CVE-2022-24044

Name of the Vulnerable Software and Affected Versions Desigo DXR2 versions prior to V01.21.142.5-22 Desigo PXC3 versions prior to V01.21.142.4-18 Desigo PXC4 versions prior to V02.20.142.10-10884 Desigo PXC5 versions prior to V02.20.142.10-10884

Description The issue is related to the lack of authentication attempt restrictions in the software of Desigo DXR2, PXC3, PXC4, and PXC5 modules. This could allow a remote attacker to gain unauthorized access to protected information by capturing lists of usernames and/or email addresses along with corresponding passwords. The login functionality does not employ countermeasures against Password Spraying or Credential Stuffing attacks, enabling an attacker to obtain valid usernames and then perform a precise attack to gain access to at least one account.

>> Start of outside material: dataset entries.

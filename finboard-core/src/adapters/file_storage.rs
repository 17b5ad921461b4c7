//! Local filesystem blob storage for offline mode

use std::path::{Component, Path, PathBuf};

use async_trait::async_trait;

use crate::domain::result::{Error, Result};
use crate::ports::BlobStorage;

/// Stores objects under `<root>/<bucket>/<path>`
#[derive(Debug, Clone)]
pub struct FileBlobStorage {
    root: PathBuf,
}

impl FileBlobStorage {
    pub fn new(root: impl Into<PathBuf>) -> Self {
        Self { root: root.into() }
    }

    pub fn root(&self) -> &Path {
        &self.root
    }

    /// Absolute location of an object, rejecting paths that escape the bucket
    pub fn object_path(&self, bucket: &str, path: &str) -> Result<PathBuf> {
        let relative = Path::new(path);
        let is_plain = !path.is_empty()
            && relative
                .components()
                .all(|c| matches!(c, Component::Normal(_)));
        if !is_plain || bucket.is_empty() || bucket.contains(['/', '\\']) {
            return Err(Error::storage(format!("Invalid object path: {}/{}", bucket, path)));
        }
        Ok(self.root.join(bucket).join(relative))
    }
}

#[async_trait]
impl BlobStorage for FileBlobStorage {
    async fn put(
        &self,
        bucket: &str,
        path: &str,
        bytes: Vec<u8>,
        _content_type: &str,
    ) -> Result<String> {
        let target = self.object_path(bucket, path)?;
        if tokio::fs::try_exists(&target).await? {
            return Err(Error::storage(format!("Object already exists: {}", path)));
        }
        if let Some(parent) = target.parent() {
            tokio::fs::create_dir_all(parent).await?;
        }
        tokio::fs::write(&target, bytes).await?;
        Ok(path.to_string())
    }
}
//! Add income / add expense pages

use std::str::FromStr;
use std::sync::Arc;
use std::time::Duration;

use chrono::NaiveDate;
use rust_decimal::Decimal;
use tracing::{debug, error};

use crate::domain::result::{Error, Result};
use crate::domain::{Direction, Person, Transaction, TransactionType};
use crate::ports::DataStore;
use crate::services::auth::AuthService;
use crate::services::navigation::Route;

pub const REQUIRED_FIELDS_MESSAGE: &str = "Please fill in all required fields";

/// Amounts are stored as DECIMAL(15, 2)
const AMOUNT_SCALE: u32 = 2;
const AMOUNT_INTEGER_DIGITS: u32 = 13;

/// Time the success message stays up before the page redirects
pub const DEFAULT_REDIRECT_DELAY: Duration = Duration::from_millis(2000);

/// Raw form fields as typed by the user
#[derive(Debug, Clone, Default)]
pub struct EntryForm {
    pub amount: String,
    pub type_id: String,
    /// `YYYY-MM-DD`
    pub date: String,
    pub description: String,
}

/// Successful submission: what was stored and where to go next
#[derive(Debug, Clone)]
pub struct SubmitOutcome {
    pub transaction: Transaction,
    pub message: String,
    pub redirect_to: Route,
    pub redirect_after: Duration,
}

pub struct EntryService {
    store: Arc<dyn DataStore>,
    auth: Arc<AuthService>,
    redirect_delay: Duration,
}

impl EntryService {
    pub fn new(store: Arc<dyn DataStore>, auth: Arc<AuthService>, redirect_delay: Duration) -> Self {
        Self {
            store,
            auth,
            redirect_delay,
        }
    }

    /// The person row of the signed-in identity, created on first use
    pub async fn resolve_person(&self) -> Result<Person> {
        let identity = self.auth.require_identity()?;
        self.store.upsert_person(&identity.email).await
    }

    /// Type options for the page's direction
    pub async fn load_types(&self, direction: Direction) -> Result<Vec<TransactionType>> {
        self.store.list_types(direction).await.map_err(logged)
    }

    /// Validate the form and store one transaction.
    ///
    /// Missing fields fail before anything touches the store.
    pub async fn submit(&self, direction: Direction, form: &EntryForm) -> Result<SubmitOutcome> {
        let (amount, type_id, date) = parse_form(form)?;
        self.auth.require_identity()?;

        let types = self.load_types(direction).await?;
        if !types.iter().any(|t| t.id == type_id) {
            return Err(Error::validation(format!(
                "Please select a valid {} type",
                direction.as_str()
            )));
        }

        let person = self.resolve_person().await.map_err(logged)?;
        let transaction = Transaction::new(person.id, type_id, amount, date)
            .with_description(form.description.as_str());
        let stored = self
            .store
            .insert_transaction(&transaction)
            .await
            .map_err(logged)?;
        debug!(direction = direction.as_str(), "transaction stored");

        Ok(SubmitOutcome {
            transaction: stored,
            message: format!("{} added successfully!", direction.label()),
            redirect_to: Route::Dashboard,
            redirect_after: self.redirect_delay,
        })
    }
}

fn parse_form(form: &EntryForm) -> Result<(Decimal, i64, NaiveDate)> {
    let amount = form.amount.trim();
    let type_id = form.type_id.trim();
    let date = form.date.trim();

    if amount.is_empty() || type_id.is_empty() || date.is_empty() {
        return Err(Error::validation(REQUIRED_FIELDS_MESSAGE));
    }

    let amount = Decimal::from_str(amount)
        .ok()
        .filter(|a| *a > Decimal::ZERO)
        .ok_or_else(|| Error::validation("Amount must be a positive number"))?;
    if amount.normalize().scale() > AMOUNT_SCALE {
        return Err(Error::validation("Amount can have at most 2 decimal places"));
    }
    if amount.trunc() >= Decimal::from(10_i64.pow(AMOUNT_INTEGER_DIGITS)) {
        return Err(Error::validation("Amount is too large"));
    }
    let type_id = type_id
        .parse::<i64>()
        .map_err(|_| Error::validation("Please select a valid type"))?;
    let date = NaiveDate::parse_from_str(date, "%Y-%m-%d")
        .map_err(|_| Error::validation("Date must be in YYYY-MM-DD format"))?;

    Ok((amount, type_id, date))
}

/// Log failures that will only reach the page as the generic message
fn logged(e: Error) -> Error {
    if !matches!(e, Error::Validation(_) | Error::Authentication(_)) {
        error!(error = %e, "entry page request failed");
    }
    e
}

Recommendations For Desigo DXR2 versions prior to V01.21.142.5-22, update to version V01.21.142.5-22 or later to resolve the issue. For Desigo PXC3 versions prior to V01.21.142.4-18, update to version V01.21.142.4-18 or later to resolve the issue. For Desigo PXC4 versions prior to V02.20.142.10-10884, update to version V02.20.142.10-10884 or later to resolve the issue. For Desigo PXC5 versions prior to V02.20.142.10-10884, update to version V02.20.142.10-10884 or later to resolve the issue.